“She has translated me”: The “Secret Code” of The Narrator

“Written on the body is a secret code only visible in certain lights; the accumulations of a lifetime gather there… I like to keep my body rolled up away from prying eyes. Never unfold too much, tell the whole story. I didn’t know that Louise would have reading hands. She has translated me into her own book.” (89)

 

Louise has the reading hands that can translate the code that is written on the narrator’s body, which as the narrator informs us is a difficult task considering she informs us as readers that she closes herself off to people who could decipher her code. Louise not only translates the code of the narrator, but “translated me into her own book,” made the narrator’s story a part of her story. The passage is beautifully linked to the narrator’s own life and career as a translator; the narrator can translate Russian, but the Louise can translate and understand the narrator.

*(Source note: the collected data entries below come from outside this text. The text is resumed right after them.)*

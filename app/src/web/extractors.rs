// orderdesk_app/src/web/extractors.rs

//! Extractor configuration: turns actix's decode failures into the same
//! field-level 400 responses that validation produces.

use actix_web::error::{JsonPayloadError, PathError, QueryPayloadError};
use actix_web::{web, HttpRequest};

use crate::errors::AppError;

pub fn json_config() -> web::JsonConfig {
  web::JsonConfig::default().error_handler(|err: JsonPayloadError, _req: &HttpRequest| {
    let message = match &err {
      JsonPayloadError::Deserialize(e) => e.to_string(),
      other => other.to_string(),
    };
    tracing::warn!(error = %message, "Rejected malformed JSON body.");
    AppError::bad_field("body", message).into()
  })
}

pub fn path_config() -> web::PathConfig {
  web::PathConfig::default().error_handler(|err: PathError, req: &HttpRequest| {
    tracing::warn!(error = %err, path = %req.path(), "Rejected malformed path parameter.");
    AppError::bad_field("id", err.to_string()).into()
  })
}

pub fn query_config() -> web::QueryConfig {
  web::QueryConfig::default().error_handler(|err: QueryPayloadError, _req: &HttpRequest| {
    tracing::warn!(error = %err, "Rejected malformed query string.");
    AppError::bad_field("query", err.to_string()).into()
  })
}
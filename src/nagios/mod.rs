//! Nagios-style output
//!
//! Translates health records into escalations, messages and performance
//! data on a [`MonitoringSink`].

mod sink;
mod translate;


pub use sink::{MonitoringSink, NagiosCheck, NagiosStatus};
pub use translate::{translate_check, translate_checks, translate_checks_at, translate_metrics};
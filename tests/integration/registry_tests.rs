//! Registry integration tests
//!
//! Concurrent writers and readers sharing one registry.

#[cfg(test)]
mod tests {
    use health_rs::{StatusLevel, StatusRegistry};
    use serde_json::json;
    use std::sync::Arc;
    use std::thread;

    // ==================== Concurrency Tests ====================

    /// Test writers on distinct names all land
    #[test]
    fn test_concurrent_distinct_writers() {
        let registry = Arc::new(StatusRegistry::new());

        let handles: Vec<_> = (0..8)
            .map(|worker| {
                let registry = Arc::clone(&registry);
                thread::spawn(move || {
                    for i in 0..100 {
                        registry.add(
                            &format!("worker-{}.job {}", worker, i),
                            Some(StatusLevel::Ok),
                            Some(json!(i)),
                            None,
                        );
                    }
                })
            })
            .collect();

        for handle in handles {
            handle.join().unwrap();
        }

        assert_eq!(registry.len(), 800);
        let stat = registry.get("worker-3.job 42").unwrap();
        assert_eq!(stat.name, "worker_3:job_42");
        assert_eq!(stat.value, Some(json!(42)));
    }

    /// Test readers and removers interleave with writers without losing
    /// the final state
    #[test]
    fn test_concurrent_mixed_operations() {
        let registry = Arc::new(StatusRegistry::new());
        registry.add("shared", Some(StatusLevel::Ok), None, None);

        thread::scope(|scope| {
            for _ in 0..4 {
                scope.spawn(|| {
                    for i in 0..200 {
                        registry.add(&format!("tmp.{}", i), Some(StatusLevel::Warning), None, None);
                        let _ = registry.keys();
                        let _ = registry.get("shared");
                        let _ = registry.remove(&format!("tmp.{}", i));
                    }
                });
            }
        });

        assert_eq!(registry.keys(), vec!["shared".to_string()]);
        assert_eq!(registry.get("shared").unwrap().status, Some(StatusLevel::Ok));
    }

    /// Test a removed entry is gone for every later caller
    #[test]
    fn test_remove_then_lookup() {
        let registry = StatusRegistry::new();
        registry.add("disk usage", Some(StatusLevel::Critical), Some(json!("97%")), Some(json!("80%")));

        let removed = registry.remove("disk usage").unwrap();
        assert_eq!(removed.expected_value, Some(json!("80%")));
        assert!(registry.get("disk usage").unwrap_err().is_not_found());
        assert!(registry.remove("disk usage").unwrap_err().is_not_found());
        assert!(registry.is_empty());
    }
}
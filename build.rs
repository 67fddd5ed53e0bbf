//! Build script for the healthcheck binary
//!
//! Embeds the git commit hash for `--version` output.

use std::process::Command;

fn main() {
    let git_hash = get_git_hash().unwrap_or_else(|| "unknown".to_string());
    println!("cargo:rustc-env=GIT_HASH={}", git_hash);

    println!("cargo:rerun-if-changed=.git/HEAD");
    println!("cargo:rerun-if-changed=.git/refs/heads/");
    println!("cargo:rerun-if-changed=Cargo.toml");
}

/// Get the current Git commit hash
fn get_git_hash() -> Option<String> {
    if std::env::var("DOCS_RS").is_ok() {
        return Some("docs-rs-build".to_string());
    }

    let output = Command::new("git")
        .args(["rev-parse", "--short", "HEAD"])
        .output()
        .ok()?;

    if output.status.success() {
        let hash = String::from_utf8(output.stdout).ok()?;
        Some(hash.trim().to_string())
    } else {
        None
    }
}
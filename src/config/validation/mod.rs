//! Configuration validation

mod check_validators;

/// Validation trait for configuration structures
pub trait Validate {
    fn validate(&self) -> Result<(), String>;
}
//! Check configuration validators

use super::Validate;
use crate::config::models::*;
use tracing::debug;

impl Validate for CheckConfig {
    fn validate(&self) -> Result<(), String> {
        debug!("Validating check configuration");

        if self.max_age_seconds < 0 {
            return Err("max_age_seconds cannot be negative".to_string());
        }

        // Larger values overflow once converted to milliseconds
        if self.max_age_seconds > i64::MAX / 1000 {
            return Err("max_age_seconds is too large".to_string());
        }

        Ok(())
    }
}

impl Validate for LoggingConfig {
    fn validate(&self) -> Result<(), String> {
        Ok(())
    }
}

Louise seems to have a profound transformational effect on the narrator’s outlook on life, love and relationships throughout the text, but is explicitly clear in this passage. I think this passage remarks on some of the previous stories of the narrator’s past relationship, all of which involved a partner which failed to translate the “secret code” written on their body. The passage shows that Louise was the first of the narrator’s partners to translate them, understand them, and bring them “into her own book.” I think that the narrator’s obsession with Louise throughout the remainder of this book can be explained by this passage, that the code that allows them to love unconditionally (especially important, considering Louise is still married at the time,) and is eventually able to measure the love they felt for Louise by losing her.

2 thoughts on ““She has translated me”: The “Secret Code” of The Narrator”

  1. Your blog post was very thoughtful, all the connections you made with the narrators use of the word code were ones I had not made so it was interesting to see the little things in the novel that I interpreted in a different way. Another blog post was about people changing and how Louise changed the narrator’s outlook on love. This is very similar to when your talking about how Louise made the narrators story apart of her story and that she was the first person to translate the narrators code. You say that Louise has translated the code, so does this mean you believe they were actually reunited at the end?

  2. I like the way you described the use of language. I agree that the language in the book transcribes a certain kind of power, defying norms that are unwritten and giving the narrator the room to not have to define their gender and the power that Louise gives to them.